• [WHAT IS EXPECTED] Working through the entries below, find how many lines include the string "Idle"; give only that number.

• [DATA SECTION]

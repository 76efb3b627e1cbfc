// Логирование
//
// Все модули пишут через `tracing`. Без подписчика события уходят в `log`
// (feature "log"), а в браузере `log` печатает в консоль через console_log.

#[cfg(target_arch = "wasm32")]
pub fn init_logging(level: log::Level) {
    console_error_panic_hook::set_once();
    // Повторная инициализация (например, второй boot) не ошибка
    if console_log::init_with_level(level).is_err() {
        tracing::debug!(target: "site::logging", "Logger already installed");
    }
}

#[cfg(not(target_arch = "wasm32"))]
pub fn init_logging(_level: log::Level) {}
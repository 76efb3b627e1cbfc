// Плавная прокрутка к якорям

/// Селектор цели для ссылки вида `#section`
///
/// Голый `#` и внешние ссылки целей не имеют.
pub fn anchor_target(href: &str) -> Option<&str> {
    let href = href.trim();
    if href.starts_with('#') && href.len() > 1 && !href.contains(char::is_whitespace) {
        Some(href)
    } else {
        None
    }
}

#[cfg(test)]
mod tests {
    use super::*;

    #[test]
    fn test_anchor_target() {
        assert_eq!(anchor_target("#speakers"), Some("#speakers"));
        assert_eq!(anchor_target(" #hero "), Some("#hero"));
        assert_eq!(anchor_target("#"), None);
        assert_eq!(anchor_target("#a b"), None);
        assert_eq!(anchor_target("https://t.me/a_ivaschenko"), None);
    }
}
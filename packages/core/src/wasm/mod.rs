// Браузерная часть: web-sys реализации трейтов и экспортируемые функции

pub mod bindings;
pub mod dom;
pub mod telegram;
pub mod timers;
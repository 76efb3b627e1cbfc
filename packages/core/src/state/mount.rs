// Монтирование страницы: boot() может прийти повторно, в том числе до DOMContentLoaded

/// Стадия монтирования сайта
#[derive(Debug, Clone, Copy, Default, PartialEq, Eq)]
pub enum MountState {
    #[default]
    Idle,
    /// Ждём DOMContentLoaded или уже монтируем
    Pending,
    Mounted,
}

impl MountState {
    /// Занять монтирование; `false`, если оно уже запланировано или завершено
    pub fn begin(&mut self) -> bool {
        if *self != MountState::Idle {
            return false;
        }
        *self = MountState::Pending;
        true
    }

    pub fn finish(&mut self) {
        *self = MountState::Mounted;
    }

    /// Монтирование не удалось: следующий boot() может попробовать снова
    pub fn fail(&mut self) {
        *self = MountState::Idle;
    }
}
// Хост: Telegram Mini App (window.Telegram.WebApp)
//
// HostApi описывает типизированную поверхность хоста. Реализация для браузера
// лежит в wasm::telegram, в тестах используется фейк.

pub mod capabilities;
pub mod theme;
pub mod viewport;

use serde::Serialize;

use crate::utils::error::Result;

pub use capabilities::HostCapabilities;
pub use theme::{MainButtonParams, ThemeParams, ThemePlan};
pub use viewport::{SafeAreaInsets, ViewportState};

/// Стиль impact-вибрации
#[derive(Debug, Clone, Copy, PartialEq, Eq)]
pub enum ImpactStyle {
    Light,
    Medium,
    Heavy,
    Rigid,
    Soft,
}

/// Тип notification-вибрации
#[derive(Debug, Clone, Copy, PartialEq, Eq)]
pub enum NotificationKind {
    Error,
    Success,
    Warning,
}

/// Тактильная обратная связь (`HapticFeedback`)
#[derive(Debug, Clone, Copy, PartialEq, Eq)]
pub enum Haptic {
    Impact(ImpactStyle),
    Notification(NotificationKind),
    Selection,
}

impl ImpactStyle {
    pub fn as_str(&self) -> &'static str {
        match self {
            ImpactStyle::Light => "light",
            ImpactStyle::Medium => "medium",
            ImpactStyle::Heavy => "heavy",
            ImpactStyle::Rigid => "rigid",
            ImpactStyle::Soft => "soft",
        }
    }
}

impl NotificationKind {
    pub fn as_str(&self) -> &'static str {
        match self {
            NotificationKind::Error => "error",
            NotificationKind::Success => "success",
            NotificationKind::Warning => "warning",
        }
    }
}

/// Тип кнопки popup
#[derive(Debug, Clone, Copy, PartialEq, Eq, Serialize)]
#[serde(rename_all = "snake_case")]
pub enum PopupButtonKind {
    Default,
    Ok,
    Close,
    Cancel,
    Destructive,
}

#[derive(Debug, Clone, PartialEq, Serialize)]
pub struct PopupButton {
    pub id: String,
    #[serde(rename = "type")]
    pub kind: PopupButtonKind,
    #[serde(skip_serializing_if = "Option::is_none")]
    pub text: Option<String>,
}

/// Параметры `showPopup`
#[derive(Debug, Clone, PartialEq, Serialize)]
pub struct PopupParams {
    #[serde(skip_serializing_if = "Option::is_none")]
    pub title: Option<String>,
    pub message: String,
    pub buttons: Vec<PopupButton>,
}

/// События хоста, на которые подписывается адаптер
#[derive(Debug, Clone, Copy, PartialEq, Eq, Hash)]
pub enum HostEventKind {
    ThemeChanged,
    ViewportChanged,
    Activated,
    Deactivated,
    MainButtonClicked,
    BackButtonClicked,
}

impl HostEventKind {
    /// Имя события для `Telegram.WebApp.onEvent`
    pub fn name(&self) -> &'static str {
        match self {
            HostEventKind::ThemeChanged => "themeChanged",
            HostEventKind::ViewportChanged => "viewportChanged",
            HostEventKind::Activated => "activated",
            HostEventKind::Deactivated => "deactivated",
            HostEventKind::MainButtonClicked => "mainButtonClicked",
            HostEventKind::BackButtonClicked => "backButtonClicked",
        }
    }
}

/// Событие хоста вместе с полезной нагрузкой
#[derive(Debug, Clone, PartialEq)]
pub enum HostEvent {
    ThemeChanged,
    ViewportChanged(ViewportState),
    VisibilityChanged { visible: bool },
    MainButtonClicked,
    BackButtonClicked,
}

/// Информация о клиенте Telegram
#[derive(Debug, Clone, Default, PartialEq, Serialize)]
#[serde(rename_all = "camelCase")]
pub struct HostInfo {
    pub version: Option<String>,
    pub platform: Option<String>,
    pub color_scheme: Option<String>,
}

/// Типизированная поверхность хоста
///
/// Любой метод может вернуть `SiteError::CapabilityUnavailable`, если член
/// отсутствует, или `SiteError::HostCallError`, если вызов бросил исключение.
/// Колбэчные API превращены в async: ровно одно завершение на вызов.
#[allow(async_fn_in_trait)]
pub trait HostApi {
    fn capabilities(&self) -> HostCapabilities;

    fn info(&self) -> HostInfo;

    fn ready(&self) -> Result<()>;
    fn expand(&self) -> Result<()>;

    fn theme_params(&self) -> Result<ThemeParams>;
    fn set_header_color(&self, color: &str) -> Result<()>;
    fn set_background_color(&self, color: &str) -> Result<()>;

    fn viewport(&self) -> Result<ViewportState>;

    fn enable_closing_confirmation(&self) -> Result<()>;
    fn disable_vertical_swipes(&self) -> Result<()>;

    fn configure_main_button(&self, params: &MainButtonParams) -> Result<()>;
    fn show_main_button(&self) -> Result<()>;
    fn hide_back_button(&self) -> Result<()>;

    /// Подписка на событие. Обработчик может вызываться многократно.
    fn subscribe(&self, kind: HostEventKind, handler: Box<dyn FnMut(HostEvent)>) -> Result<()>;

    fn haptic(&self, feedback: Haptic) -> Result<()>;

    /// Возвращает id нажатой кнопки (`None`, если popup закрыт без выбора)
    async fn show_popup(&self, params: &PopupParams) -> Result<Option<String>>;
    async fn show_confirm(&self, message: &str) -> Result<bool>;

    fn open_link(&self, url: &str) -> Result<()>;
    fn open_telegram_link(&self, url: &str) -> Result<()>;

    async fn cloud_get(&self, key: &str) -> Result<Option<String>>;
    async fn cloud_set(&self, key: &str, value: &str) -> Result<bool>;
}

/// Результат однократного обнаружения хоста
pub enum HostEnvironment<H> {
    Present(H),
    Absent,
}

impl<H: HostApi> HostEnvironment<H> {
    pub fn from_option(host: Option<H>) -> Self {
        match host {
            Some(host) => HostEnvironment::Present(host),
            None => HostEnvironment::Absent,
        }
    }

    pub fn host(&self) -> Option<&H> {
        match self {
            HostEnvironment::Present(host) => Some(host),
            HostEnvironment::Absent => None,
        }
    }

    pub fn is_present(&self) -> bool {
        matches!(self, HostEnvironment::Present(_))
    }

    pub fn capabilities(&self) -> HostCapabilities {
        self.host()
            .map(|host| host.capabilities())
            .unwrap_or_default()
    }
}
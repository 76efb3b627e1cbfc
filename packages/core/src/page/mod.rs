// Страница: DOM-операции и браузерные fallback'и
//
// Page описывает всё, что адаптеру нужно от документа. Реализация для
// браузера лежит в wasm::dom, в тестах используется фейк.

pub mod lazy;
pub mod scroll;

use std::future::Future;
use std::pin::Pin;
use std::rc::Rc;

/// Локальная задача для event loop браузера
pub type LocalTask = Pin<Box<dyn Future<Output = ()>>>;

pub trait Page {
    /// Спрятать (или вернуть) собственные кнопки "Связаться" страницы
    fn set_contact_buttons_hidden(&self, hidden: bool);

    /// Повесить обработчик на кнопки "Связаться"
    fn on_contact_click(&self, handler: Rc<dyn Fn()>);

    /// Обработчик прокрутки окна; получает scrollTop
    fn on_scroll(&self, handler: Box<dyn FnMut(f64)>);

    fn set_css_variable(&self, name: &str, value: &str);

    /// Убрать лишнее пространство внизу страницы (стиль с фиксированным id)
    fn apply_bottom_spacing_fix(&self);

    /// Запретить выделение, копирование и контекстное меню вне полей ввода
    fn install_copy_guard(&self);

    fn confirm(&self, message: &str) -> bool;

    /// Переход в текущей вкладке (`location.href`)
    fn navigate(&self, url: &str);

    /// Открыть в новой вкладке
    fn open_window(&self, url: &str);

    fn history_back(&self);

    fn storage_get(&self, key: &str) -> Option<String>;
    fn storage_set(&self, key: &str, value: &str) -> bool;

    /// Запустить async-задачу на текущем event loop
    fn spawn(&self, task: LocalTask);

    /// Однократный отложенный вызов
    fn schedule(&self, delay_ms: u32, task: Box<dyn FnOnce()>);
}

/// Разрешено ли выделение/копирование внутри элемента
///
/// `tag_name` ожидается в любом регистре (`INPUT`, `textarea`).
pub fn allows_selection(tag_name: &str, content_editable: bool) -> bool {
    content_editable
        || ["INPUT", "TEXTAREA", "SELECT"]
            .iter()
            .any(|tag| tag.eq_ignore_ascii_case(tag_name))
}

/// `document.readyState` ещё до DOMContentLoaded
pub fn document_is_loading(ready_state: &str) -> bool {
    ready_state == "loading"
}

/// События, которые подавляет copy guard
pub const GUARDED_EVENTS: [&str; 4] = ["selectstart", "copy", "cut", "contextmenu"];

• [RESPONSE TO THE EXERCISE] 3